Marc Hirschi foi a grande contratação da Tudor Pro Cycling para 2025, chegando como top-5 do ranking UCI 2024 com 9 vitórias profissionais. E, embora o suíço de 27 anos não tenha desiludido ao assumir o papel de líder numa ProTeam,
apenas um triunfo no seu registo não era a estreia que imaginava com a nova equipa.
“Aproximámo-nos mais [como equipa], afinámos os processos. Comecei com uma vitória, na linha do ano anterior, e foi bom, mas, honestamente, esperava que as coisas corressem de outra forma. Não posso estar satisfeito, mas isso dá-me mais energia para a nova época”, disse Hirschi à
bici.PRO.
“Por isso digo que foi um ano de adaptação. Sinto-me muito bem na equipa, encontrei logo uma excelente ligação, e houve muitos momentos positivos, como toda a experiência da Volta a França.”
Mas fazer “grandes amigos pelo caminho” não chega para um talento como o de Hirschi. Por isso, os resultados voltam a estar no centro das atenções: “A minha carreira mede-se em números, resultados e vitórias, e espero que cheguem em maior quantidade em 2026.”
Abordagem de treino diferente
A arma mais distintiva de Hirschi é a aceleração e a capacidade de superar muros e colinas curtas com os melhores do mundo. No entanto, no último ano, vimos menos disso: o antigo campeão suíço faltou-lhe muitas vezes “aquele extra” para jogar a sua carta no final. Isso refletiu-se no calendário de 2026, com menos dias de competição face a épocas anteriores.
“No geral, não haverá grandes mudanças, mas o calendário vai mudar um pouco”, revela o suíço puncheur. “Antes do arranque da temporada, reduzi um pouco os quilómetros para estar mais fresco.”
“O objetivo é competir um pouco menos para ter mais tempo para treinar, focar mais na explosividade, que acredito ser a minha característica definidora, talvez o que me faltou no ano passado. Em suma, less is more, como se diz…”
Marc Hirschi (à esquerda) no pódio da Gran Piemonte 2025
A primavera terá como foco as Clássicas das Ardenas, onde Hirschi espera somar ao triunfo na La Flèche Wallonne de 2020, algo que não será fácil.

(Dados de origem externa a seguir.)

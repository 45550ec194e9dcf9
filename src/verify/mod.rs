//! Tree-shaped verification of the resources a deployment references.
//!
//! A [`VerifyContext`] is created once per run. It owns the outcome cache,
//! the nesting depth used for indentation, the per-region registry-auth
//! clients and the identity the probes run under. Every named check goes
//! through [`VerifyContext::run_check`], which prints one line for the
//! check, memoizes its outcome and classifies it as OK, NG or SKIP.

pub mod arn;
pub mod checkers;
pub mod platform;
mod service;
mod task;

use std::collections::HashMap;
use std::future::Future;
use std::io::Write;
use std::sync::atomic::{AtomicUsize, Ordering};
use std::sync::{Arc, Mutex};

use colored::{Color, Colorize};

use crate::context::ServiceContext;
use crate::error::{Error, Result};
use crate::model::{Service, TaskDefinition};
use crate::ports::{EcrApi, Identity, SessionClients, StsApi};

/// Session name used when assuming the execution role.
pub const SESSION_NAME: &str = "ecs-reconcile-verifier";

/// Switches for the costly or side-effecting checks.
#[derive(Debug, Clone, Copy, PartialEq, Eq)]
pub struct VerifyOptions {
    /// Fetch secret values from Secrets Manager and Parameter Store.
    pub get_secrets: bool,
    /// Write a probe event to each `awslogs` log group.
    pub put_logs: bool,
    /// Memoize outcomes by check name for the duration of the run.
    pub cache: bool,
}

impl Default for VerifyOptions {
    fn default() -> Self {
        Self { get_secrets: true, put_logs: true, cache: true }
    }
}

/// The classified result of one check.
#[derive(Debug, Clone, PartialEq, Eq)]
pub enum VerifyOutcome {
    /// The check passed.
    Ok,
    /// The check ran and failed.
    Failed(String),
    /// The check could not be performed.
    Skipped(String),
}

/// One reported check line.
#[derive(Debug, Clone, PartialEq, Eq)]
pub struct CheckReport {
    /// Nesting depth, 1 for top-level checks.
    pub depth: usize,
    /// The check name.
    pub name: String,
    /// The classified outcome.
    pub outcome: VerifyOutcome,
    /// Whether the outcome came from the cache.
    pub cached: bool,
}

/// The definitions under verification.
#[derive(Debug, Clone, Copy)]
pub struct VerifyTarget<'a> {
    /// The local task definition.
    pub task_definition: &'a TaskDefinition,
    /// The local service definition, when one is configured.
    pub service: Option<&'a Service>,
    /// The cluster the service runs in.
    pub cluster: &'a str,
}

struct DepthGuard<'a>(&'a AtomicUsize);

impl Drop for DepthGuard<'_> {
    fn drop(&mut self) {
        self.0.fetch_sub(1, Ordering::SeqCst);
    }
}

/// Per-run verification state.
pub struct VerifyContext<'a> {
    services: &'a ServiceContext,
    options: VerifyOptions,
    identity: Identity,
    session: SessionClients,
    cache: Option<Mutex<HashMap<String, Result<()>>>>,
    depth: AtomicUsize,
    ecr_clients: Mutex<HashMap<String, Arc<dyn EcrApi>>>,
    reports: Mutex<Vec<CheckReport>>,
    out: Mutex<Box<dyn Write + Send + 'a>>,
    color: bool,
}

impl<'a> VerifyContext<'a> {
    /// Creates a context whose session clients act as `identity`.
    ///
    /// Check lines go to stdout, uncoloured, until [`Self::with_output`]
    /// says otherwise.
    #[must_use]
    pub fn new(services: &'a ServiceContext, identity: Identity, options: VerifyOptions) -> Self {
        let session = services.sessions.clients(&identity);
        Self {
            services,
            options,
            identity,
            session,
            cache: options.cache.then(|| Mutex::new(HashMap::new())),
            depth: AtomicUsize::new(0),
            ecr_clients: Mutex::new(HashMap::new()),
            reports: Mutex::new(Vec::new()),
            out: Mutex::new(Box::new(std::io::stdout())),
            color: false,
        }
    }

    /// Redirects check lines to `out`, coloured when `color` is set.
    #[must_use]
    pub fn with_output(mut self, out: impl Write + Send + 'a, color: bool) -> Self {
        self.out = Mutex::new(Box::new(out));
        self.color = color;
        self
    }

    /// The identity probes run under.
    #[must_use]
    pub fn identity(&self) -> &Identity {
        &self.identity
    }

    /// The options of this run.
    #[must_use]
    pub fn options(&self) -> VerifyOptions {
        self.options
    }

    /// Every check reported so far, in completion order.
    #[must_use]
    pub fn reports(&self) -> Vec<CheckReport> {
        self.reports.lock().expect("verify report lock poisoned").clone()
    }

    pub(crate) fn services(&self) -> &ServiceContext {
        self.services
    }

    pub(crate) fn session(&self) -> &SessionClients {
        &self.session
    }

    /// Returns the registry-auth client for `region`, creating it on first use.
    pub fn ecr_client(&self, region: &str) -> Arc<dyn EcrApi> {
        let mut clients = self.ecr_clients.lock().expect("ecr client lock poisoned");
        Arc::clone(
            clients
                .entry(region.to_string())
                .or_insert_with(|| self.services.sessions.ecr(&self.identity, region)),
        )
    }

    /// Runs one named check.
    ///
    /// A cached outcome for `name` is reused instead of calling `check`.
    /// Skips are reported and swallowed; any other error is reported and
    /// returned wrapped with the check name.
    ///
    /// # Errors
    ///
    /// Returns [`Error::CheckFailed`] when the check fails, or an I/O error
    /// when the check line cannot be written.
    pub async fn run_check<F, Fut>(&self, name: &str, check: F) -> Result<()>
    where
        F: FnOnce() -> Fut,
        Fut: Future<Output = Result<()>>,
    {
        let depth = self.depth.fetch_add(1, Ordering::SeqCst) + 1;
        let _guard = DepthGuard(&self.depth);
        let indent = "  ".repeat(depth);
        self.print(&format!("{indent}{name}"))?;

        let (result, cached) = match self.cached(name) {
            Some(result) => (result, true),
            None => {
                let result = check().await;
                if let Some(cache) = &self.cache {
                    cache
                        .lock()
                        .expect("verify cache lock poisoned")
                        .insert(name.to_string(), result.clone());
                }
                (result, false)
            }
        };

        let marker = if cached { self.paint("(cached)", Color::Cyan) } else { String::new() };
        let (outcome, returned) = match result {
            Ok(()) => {
                self.print(&format!("{indent}--> [{}]{marker}", self.paint("OK", Color::Green)))?;
                (VerifyOutcome::Ok, Ok(()))
            }
            Err(err) if err.is_skip() => {
                let message = err.to_string();
                self.print(&format!(
                    "{indent}--> [{}]{marker} {}",
                    self.paint("SKIP", Color::Cyan),
                    self.paint(&message, Color::Cyan)
                ))?;
                (VerifyOutcome::Skipped(message), Ok(()))
            }
            Err(err) => {
                let message = err.to_string();
                self.print(&format!(
                    "{indent}--> [{}]{marker} {}",
                    self.paint("NG", Color::Red),
                    self.paint(&message, Color::Red)
                ))?;
                let failed = Error::CheckFailed { name: name.to_string(), source: Box::new(err) };
                (VerifyOutcome::Failed(message), Err(failed))
            }
        };
        self.reports.lock().expect("verify report lock poisoned").push(CheckReport {
            depth,
            name: name.to_string(),
            outcome,
            cached,
        });
        returned
    }

    fn cached(&self, name: &str) -> Option<Result<()>> {
        let cache = self.cache.as_ref()?;
        cache.lock().expect("verify cache lock poisoned").get(name).cloned()
    }

    fn paint(&self, text: &str, color: Color) -> String {
        if self.color {
            text.color(color).to_string()
        } else {
            text.to_string()
        }
    }

    fn print(&self, line: &str) -> Result<()> {
        let mut out = self.out.lock().expect("verify output lock poisoned");
        writeln!(out, "{line}").map_err(|e| Error::io("failed to write verify output", &e))
    }
}

/// Picks the identity verification runs under.
///
/// The execution role is assumed when one is declared, so that probes see
/// what the container agent would see. Assumption failure falls back to the
/// caller's own identity.
pub async fn resolve_identity(sts: &dyn StsApi, execution_role: Option<&str>) -> Identity {
    let Some(role_arn) = execution_role else {
        tracing::info!("executionRoleArn is not set. Continue to verify with current session.");
        return Identity::Caller;
    };
    match sts.assume_role(role_arn, SESSION_NAME).await {
        Ok(credentials) => {
            tracing::info!(role_arn, "success to assume role");
            Identity::Assumed { role_arn: role_arn.to_string(), credentials }
        }
        Err(e) => {
            tracing::info!(
                role_arn,
                error = %e,
                "failed to assume role to taskExecutionRole. Continue to verify with current session."
            );
            Identity::Caller
        }
    }
}

/// Verifies the task definition, the service definition and the cluster,
/// stopping at the first failure.
///
/// # Errors
///
/// Returns the first failing check's error, wrapped with every enclosing
/// check name.
pub async fn verify(cx: &VerifyContext<'_>, target: &VerifyTarget<'_>) -> Result<()> {
    tracing::info!("Starting verify");
    cx.run_check("TaskDefinition", || task::verify_task_definition(cx, target)).await?;
    cx.run_check("ServiceDefinition", || service::verify_service_definition(cx, target)).await?;
    cx.run_check("Cluster", || checkers::verify_cluster(cx.services().ecs.as_ref(), target.cluster))
        .await?;
    tracing::info!("Verify OK!");
    Ok(())
}

#[cfg(test)]
mod tests {
    use super::*;

    use std::sync::atomic::AtomicU32;

    use crate::adapters::fixture::{FixtureAws, RemoteState};

    #[derive(Clone, Default)]
    struct SharedBuf(Arc<Mutex<Vec<u8>>>);

    impl Write for SharedBuf {
        fn write(&mut self, buf: &[u8]) -> std::io::Result<usize> {
            self.0.lock().unwrap().extend_from_slice(buf);
            Ok(buf.len())
        }

        fn flush(&mut self) -> std::io::Result<()> {
            Ok(())
        }
    }

    impl SharedBuf {
        fn text(&self) -> String {
            String::from_utf8(self.0.lock().unwrap().clone()).unwrap()
        }
    }

    fn services() -> ServiceContext {
        ServiceContext::fixture(FixtureAws::new(RemoteState::default()))
    }

    #[tokio::test]
    async fn cached_outcome_is_reused() {
        let services = services();
        let buf = SharedBuf::default();
        let cx = VerifyContext::new(&services, Identity::Caller, VerifyOptions::default())
            .with_output(buf.clone(), false);
        let counter = AtomicU32::new(0);
        let calls = &counter;
        let probe = move || async move {
            calls.fetch_add(1, Ordering::SeqCst);
            Err(Error::Invalid("boom".into()))
        };

        let first = cx.run_check("Probe", probe).await.unwrap_err();
        let second = cx.run_check("Probe", probe).await.unwrap_err();
        assert_eq!(counter.load(Ordering::SeqCst), 1);
        assert_eq!(first.to_string(), second.to_string());
        assert_eq!(buf.text(), "  Probe\n  --> [NG] boom\n  Probe\n  --> [NG](cached) boom\n");
        let reports = cx.reports();
        assert!(!reports[0].cached);
        assert!(reports[1].cached);
        assert_eq!(reports[0].outcome, reports[1].outcome);
    }

    #[tokio::test]
    async fn disabled_cache_reexecutes() {
        let services = services();
        let options = VerifyOptions { cache: false, ..VerifyOptions::default() };
        let cx = VerifyContext::new(&services, Identity::Caller, options)
            .with_output(std::io::sink(), false);
        let counter = AtomicU32::new(0);
        let calls = &counter;
        let probe = move || async move {
            calls.fetch_add(1, Ordering::SeqCst);
            Ok(())
        };
        cx.run_check("Probe", probe).await.unwrap();
        cx.run_check("Probe", probe).await.unwrap();
        assert_eq!(counter.load(Ordering::SeqCst), 2);
    }

    #[tokio::test]
    async fn nested_checks_indent_and_wrap() {
        let services = services();
        let buf = SharedBuf::default();
        let cx = VerifyContext::new(&services, Identity::Caller, VerifyOptions::default())
            .with_output(buf.clone(), false);
        let outer = &cx;
        let err = cx
            .run_check("Outer", move || async move {
                outer.run_check("Skipped", || async { Err(Error::SkipVerify("later".into())) })
                    .await?;
                outer.run_check("Inner", || async { Err(Error::Invalid("bad".into())) }).await
            })
            .await
            .unwrap_err();

        assert_eq!(err.to_string(), "verify Outer failed: verify Inner failed: bad");
        assert_eq!(
            buf.text(),
            "  Outer\n    Skipped\n    --> [SKIP] later\n    Inner\n    --> [NG] bad\n  --> [NG] verify Inner failed: bad\n"
        );
        assert_eq!(cx.depth.load(Ordering::SeqCst), 0);
    }

    #[tokio::test]
    async fn ecr_clients_are_created_once_per_region() {
        let aws = FixtureAws::new(RemoteState::default());
        let services = ServiceContext::fixture(aws.clone());
        let cx = VerifyContext::new(&services, Identity::Caller, VerifyOptions::default());
        let a = cx.ecr_client("us-east-1");
        let b = cx.ecr_client("us-east-1");
        cx.ecr_client("eu-west-1");
        assert!(Arc::ptr_eq(&a, &b));
        assert_eq!(aws.ecr_regions(), ["us-east-1", "eu-west-1"]);
    }

    #[tokio::test]
    async fn assumption_failure_falls_back_to_caller() {
        let state = RemoteState { deny_assume_role: true, ..RemoteState::default() };
        let aws = FixtureAws::new(state);
        let identity = resolve_identity(&aws, Some("arn:aws:iam::123:role/exec")).await;
        assert_eq!(identity, Identity::Caller);
        assert_eq!(resolve_identity(&aws, None).await, Identity::Caller);

        let aws = FixtureAws::new(RemoteState::default());
        let identity = resolve_identity(&aws, Some("arn:aws:iam::123:role/exec")).await;
        assert!(identity.is_assumed());
    }
}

Mais adiante, o suíço terá finalmente um sabor da Volta a Itália, onde aponta a uma vitória de etapa num dos muitos dias de “transição”.
“Quero voltar a ganhar uma etapa de uma Grande Volta.” O suíço está, por isso, satisfeito com o traçado em Itália. “Vi o percurso e parece-me muito interessante, com muito potencial para fugas.”
Hirschi vê ainda oportunidades no Campeonato do Mundo no Canadá, no outono. “Já estive lá, conheço bem as estradas de Montreal, sei que o percurso me favorece e acho que é uma grande oportunidade”, afirma com ambição.
UAE x Tudor
Em todo o caso, a diferença entre o “Hirschi da UAE” e o “Hirschi da Tudor” foi significativa. Para além do nível competitivo, existirá também uma mentalidade diferente entre as equipas?
“É claro que toda a gente me pergunta sobre a UAE, sobre o facto de haver tantos vencedores. Estou convencido de que a Tudor também tem muitos corredores vencedores”, responde. “Acho que estamos a crescer rapidamente como equipa e temos boas hipóteses de vencer, de encontrar o nosso espaço mesmo neste ciclismo de campeões.”
Nas corridas onduladas, Hirschi voltará a unir forças com o antigo campeão do mundo Julian Alaphilippe para levar a Tudor à glória: “Com o Alaphilippe, com quem construí uma excelente relação, podemos partilhar a liderança e alcançar grandes coisas. Gosto de ser líder e de ter liberdade, por isso é bom sentir a confiança da equipa; deu-me muita motivação; não o encaro como pressão.”